Katie and her infant son are victims of her husband’s criminal behavior. Imagine Katie being in a town away from parents and her own pastor and trusted father figure selected a serial child molester for a husband. They had to convince her that Steven had repented. Who was she to second guess Mr. Iverson and Pastor Wilson?  They wouldn’t do anything to harm her, right?

In these circles, Katie would be expected to serve and submit to her husband and bear his children. But how does that work when the State says he can’t be around children? Doug Wilson knew this before he married them. Professionals warned that marriage was not a wise idea, but the State had no laws to prevent it from happening.

The article states that “the Idaho Department of Corrections would try to remove his wife and parents as chaperones.” This suggests to me that Katie and parents were not responsible in guarding the baby. Do you see this never-ending conflict? Katie of course wants her husband to have a relationship with his son, but yet she also has to police him? How does this work in a home where she is to obey her husband as head of the home? What an awkward position to put grandparents in, watching Steven like a hawk. There is no relaxing in this home, there is always a threat if Steven is in the premises.Life Sentence

When Ed Iverson and Katie’s parents agreed to the courtship of Katie and Steven, and then Doug Wilson agreed to officiate in this fiasco of a wedding, they pronounced a life sentence on Katie and her child, and extended family.  She will never be able to live as a normal wife and mother. This infant has already been sexually violated. Imagine the emotional stress in the home, always looking, trying to be vigilant, yet also trying to find a sense normal. There is no good thing in this situation, and Doug Wilson as pastor failed this young woman and her child. This is shameful behavior for a pastor who is supposed to be shepherding and protecting. What kind of shepherd intentionally puts sheep in harm’s way?  One who is arrogant to think he can determine whether a serial child molester is repentant or not.

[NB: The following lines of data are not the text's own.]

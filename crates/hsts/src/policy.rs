use std::{
    fmt::{self, Display, Formatter},
    time::Duration,
};

const ONE_YEAR: i64 = 31_536_000;

/**
The configuration for a [`Hsts`](crate::Hsts) handler.

A policy is a small `Copy` value. Build one, adjust it with the
chainable `with_*` methods, and hand it to the handler, which keeps
its own frozen copy.

```
# use trillium_hsts::HstsPolicy;
let policy = HstsPolicy::new();
assert_eq!(policy.max_age(), 31536000);
assert!(policy.include_subdomains());
assert_eq!(policy.to_string(), "max-age=31536000; includeSubDomains");

let policy = HstsPolicy::new().with_max_age(1).without_subdomains();
assert_eq!(policy.to_string(), "max-age=1");
```
*/
#[derive(Clone, Copy, Debug, PartialEq, Eq, Hash)]
pub struct HstsPolicy {
    max_age: i64,
    include_subdomains: bool,
}

impl Default for HstsPolicy {
    fn default() -> Self {
        Self {
            max_age: ONE_YEAR,
            include_subdomains: true,
        }
    }
}

impl HstsPolicy {
    /// constructs a policy with a one year `max-age` that includes subdomains
    pub fn new() -> Self {
        Self::default()
    }

    /// the number of seconds clients should treat this host as https-only
    pub fn max_age(&self) -> i64 {
        self.max_age
    }

    /// whether this policy also applies to all subdomains
    pub fn include_subdomains(&self) -> bool {
        self.include_subdomains
    }

    /**
    Sets the `max-age` directive, in seconds.

    The value is not validated. Zero and negative values are sent
    exactly as provided.
    */
    pub fn with_max_age(mut self, seconds: i64) -> Self {
        self.max_age = seconds;
        self
    }

    /// Sets the `max-age` directive from a [`Duration`]. Fractional
    /// seconds are dropped.
    pub fn with_max_age_duration(self, max_age: Duration) -> Self {
        self.with_max_age(i64::try_from(max_age.as_secs()).unwrap_or(i64::MAX))
    }

    /// chainable setter for the `includeSubDomains` directive
    pub fn with_include_subdomains(mut self, include_subdomains: bool) -> Self {
        self.include_subdomains = include_subdomains;
        self
    }

    /// omits the `includeSubDomains` directive
    pub fn without_subdomains(self) -> Self {
        self.with_include_subdomains(false)
    }

    /// renders this policy as a `Strict-Transport-Security` header value
    pub fn header_value(&self) -> String {
        self.to_string()
    }
}

impl Display for HstsPolicy {
    fn fmt(&self, f: &mut Formatter<'_>) -> fmt::Result {
        write!(f, "max-age={}", self.max_age)?;
        if self.include_subdomains {
            f.write_str("; includeSubDomains")?;
        }
        Ok(())
    }
}

#[cfg(test)]
mod tests {
    use super::*;

    #[test]
    fn defaults() {
        let policy = HstsPolicy::new();
        assert_eq!(policy.max_age(), 31536000);
        assert!(policy.include_subdomains());
        assert_eq!(policy, HstsPolicy::default());
    }

    #[test]
    fn header_values() {
        assert_eq!(
            HstsPolicy::new().header_value(),
            "max-age=31536000; includeSubDomains"
        );
        assert_eq!(
            HstsPolicy::new().with_max_age(1).header_value(),
            "max-age=1; includeSubDomains"
        );
        assert_eq!(
            HstsPolicy::new().without_subdomains().header_value(),
            "max-age=31536000"
        );
        assert_eq!(
            HstsPolicy::new()
                .with_max_age(1)
                .with_include_subdomains(false)
                .header_value(),
            "max-age=1"
        );
    }

    #[test]
    fn unvalidated_max_age() {
        assert_eq!(
            HstsPolicy::new().with_max_age(0).header_value(),
            "max-age=0; includeSubDomains"
        );
        assert_eq!(
            HstsPolicy::new()
                .with_max_age(-300)
                .without_subdomains()
                .header_value(),
            "max-age=-300"
        );
    }

    #[test]
    fn duration() {
        let policy = HstsPolicy::new().with_max_age_duration(Duration::from_millis(90_500));
        assert_eq!(policy.max_age(), 90);

        let policy = HstsPolicy::new().with_max_age_duration(Duration::MAX);
        assert_eq!(policy.max_age(), i64::MAX);
    }
}
use trillium_hsts::Hsts;
use trillium_logger::Logger;

pub fn main() {
    env_logger::init();
    trillium_smol::run((Logger::new(), Hsts::new(), "ok"));
}
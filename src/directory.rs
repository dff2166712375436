//! In-memory interview directory backing the HTTP API and the in-process
//! session loader.

use anyhow::{anyhow, Result};
use async_trait::async_trait;
use chrono::{Duration, Utc};
use serde::Deserialize;
use tokio::sync::RwLock;

use crate::binder::SessionLoader;
use crate::model::{
    Interview, InterviewDetail, InterviewStatus, MetricsSnapshot, Speaker, TranscriptEntry,
};

/// List query: 1-based page, page size, exact status filter (`all` or
/// absent disables), case-insensitive search over candidate name and
/// position.
#[derive(Debug, Default, Clone, Deserialize)]
pub struct ListQuery {
    pub page: Option<usize>,
    pub limit: Option<usize>,
    pub status: Option<String>,
    pub search: Option<String>,
}

/// Session directory keyed by interview id, insertion order preserved
pub struct InterviewDirectory {
    interviews: RwLock<Vec<InterviewDetail>>,
}

impl InterviewDirectory {
    pub fn new() -> Self {
        Self {
            interviews: RwLock::new(Vec::new()),
        }
    }

    /// A directory pre-populated with demo sessions: two completed ones
    /// (one with history attached) and one scheduled, live-feedable one.
    pub fn with_samples() -> Self {
        Self {
            interviews: RwLock::new(sample_interviews()),
        }
    }

    /// Insert or replace by interview id
    pub async fn insert(&self, detail: InterviewDetail) {
        let mut interviews = self.interviews.write().await;
        if let Some(existing) = interviews
            .iter_mut()
            .find(|d| d.interview.id == detail.interview.id)
        {
            *existing = detail;
        } else {
            interviews.push(detail);
        }
    }

    pub async fn get(&self, interview_id: &str) -> Option<InterviewDetail> {
        let interviews = self.interviews.read().await;
        interviews
            .iter()
            .find(|d| d.interview.id == interview_id)
            .cloned()
    }

    /// Filter then paginate, preserving insertion order
    pub async fn list(&self, query: &ListQuery) -> Vec<Interview> {
        let interviews = self.interviews.read().await;

        let status_filter = query.status.as_deref().filter(|s| *s != "all");
        let search = query.search.as_deref().map(str::to_lowercase);

        let filtered = interviews.iter().map(|d| &d.interview).filter(|i| {
            status_filter.map_or(true, |s| i.status.as_str() == s)
                && search.as_deref().map_or(true, |needle| {
                    i.candidate_name.to_lowercase().contains(needle)
                        || i.position.to_lowercase().contains(needle)
                })
        });

        let page = query.page.unwrap_or(1).max(1);
        let limit = query.limit.unwrap_or(10);
        filtered
            .skip((page - 1) * limit)
            .take(limit)
            .cloned()
            .collect()
    }
}

impl Default for InterviewDirectory {
    fn default() -> Self {
        Self::new()
    }
}

#[async_trait]
impl SessionLoader for InterviewDirectory {
    async fn load_session(&self, interview_id: &str) -> Result<InterviewDetail> {
        self.get(interview_id)
            .await
            .ok_or_else(|| anyhow!("Interview {} not found", interview_id))
    }
}

fn sample_interviews() -> Vec<InterviewDetail> {
    let now = Utc::now();

    let completed_with_history = InterviewDetail {
        interview: Interview {
            id: "1".to_string(),
            candidate_id: "1".to_string(),
            candidate_name: "Anna Petrova".to_string(),
            position: "Frontend Developer".to_string(),
            status: InterviewStatus::Completed,
            scheduled_at: now - Duration::days(5) - Duration::hours(2),
            completed_at: Some(now - Duration::days(5)),
            duration: Some(5400),
            score: Some(85),
        },
        transcript: Some(vec![
            TranscriptEntry {
                id: "1".to_string(),
                speaker: Speaker::Interviewer,
                text: "Welcome to the interview! Tell me about yourself.".to_string(),
                timestamp: 0.0,
                confidence: 0.95,
            },
            TranscriptEntry {
                id: "2".to_string(),
                speaker: Speaker::Candidate,
                text: "Hi! I'm a frontend developer with three years of React and TypeScript experience."
                    .to_string(),
                timestamp: 5.0,
                confidence: 0.92,
            },
        ]),
        metrics: Some(MetricsSnapshot {
            pauses_sec: 12.0,
            avg_confidence: 0.91,
            speaking_rate: 150,
            sentiment_score: 0.8,
            keywords_used: vec![
                "React".to_string(),
                "TypeScript".to_string(),
                "CSS".to_string(),
            ],
            technical_score: 85,
            communication_score: 90,
            overall_score: 87,
        }),
    };

    let completed_bare = InterviewDetail::bare(Interview {
        id: "2".to_string(),
        candidate_id: "3".to_string(),
        candidate_name: "Maria Kozlova".to_string(),
        position: "UI/UX Designer".to_string(),
        status: InterviewStatus::Completed,
        scheduled_at: now - Duration::days(10) - Duration::hours(1),
        completed_at: Some(now - Duration::days(10)),
        duration: Some(3600),
        score: Some(92),
    });

    let scheduled = InterviewDetail::bare(Interview {
        id: "4".to_string(),
        candidate_id: "2".to_string(),
        candidate_name: "Ivan Sidorov".to_string(),
        position: "Backend Developer".to_string(),
        status: InterviewStatus::Scheduled,
        scheduled_at: now + Duration::days(1),
        completed_at: None,
        duration: None,
        score: None,
    });

    vec![completed_with_history, completed_bare, scheduled]
}
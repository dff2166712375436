//! Live event transport: NATS publish/subscribe per session subject, the
//! feed seam the binder consumes, and the scripted replay used in place of
//! a real interview engine.

mod client;
mod feed;
mod simulate;

pub use client::{event_subject, StreamClient};
pub use feed::{ChannelFeed, EventFeed, NatsFeed};
pub use simulate::{demo_script, run_scripted_feed};
use anyhow::{Context, Result};
use async_nats::Client;
use tracing::info;

use crate::model::StreamEvent;

/// NATS subject carrying one session's live events
pub fn event_subject(interview_id: &str) -> String {
    format!("interview.events.{}", interview_id)
}

pub struct StreamClient {
    client: Client,
}

impl StreamClient {
    /// Connect to NATS server
    pub async fn connect(url: &str) -> Result<Self> {
        info!("Connecting to NATS at {}", url);

        let client = async_nats::connect(url)
            .await
            .context("Failed to connect to NATS")?;

        info!("Connected to NATS successfully");

        Ok(Self { client })
    }

    /// Publish one stream event onto a session's subject
    pub async fn publish_event(&self, interview_id: &str, event: &StreamEvent) -> Result<()> {
        let subject = event_subject(interview_id);
        let payload = serde_json::to_vec(event)?;

        self.client
            .publish(subject.clone(), payload.into())
            .await
            .context("Failed to publish stream event")?;

        info!(
            "Published event to {} (timestamp={})",
            subject, event.timestamp
        );

        Ok(())
    }

    /// Subscribe to one session's live events
    pub async fn subscribe_events(&self, interview_id: &str) -> Result<async_nats::Subscriber> {
        let subject = event_subject(interview_id);

        info!("Subscribing to events on {}", subject);

        let subscriber = self
            .client
            .subscribe(subject)
            .await
            .context("Failed to subscribe to stream events")?;

        Ok(subscriber)
    }

    /// Close NATS connection
    pub async fn close(self) -> Result<()> {
        info!("Closing NATS connection");
        // async-nats handles cleanup on drop
        Ok(())
    }
}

The actions by Doug Wilson, I believe, also constitute as spiritual abuse. Katie put her trust in her spiritual leader to guide her and protect her. He asked for leniency for Steven – that is not protecting her. Wilson married them. That was also not protecting her. How might this affect how she trusts spiritual authority? If her pastor told her this, will she be upset at God for allowing it to happen? There are so ways this could lead to a real crisis of faith. I pray it doesn’t.

I sure hope Doug Wilson apologizes to this family for the harm he has caused them. What a disgrace not only to this family, but to the world as they once again see how Christian leaders mess up so badly.